All of the entries are to be written out again verbatim.

START EXERCISE MATERIALS

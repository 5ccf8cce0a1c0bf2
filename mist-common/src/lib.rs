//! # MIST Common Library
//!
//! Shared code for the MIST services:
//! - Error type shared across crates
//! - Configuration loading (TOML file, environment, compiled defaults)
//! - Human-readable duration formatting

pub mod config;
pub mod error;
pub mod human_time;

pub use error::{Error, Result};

END EXERCISE MATERIALS

■ **RESULT OF THIS TASK**
repository 5ccf8cce0a1c0bf2
filename mist-common/src/lib.rs
//! # MIST Common Library
//!
//! Shared code for the MIST services:
//! - Error type shared across crates
//! - Configuration loading (TOML file, environment, compiled defaults)
//! - Human-readable duration formatting

pub mod config;
pub mod error;
pub mod human_time;

pub use error::{Error, Result};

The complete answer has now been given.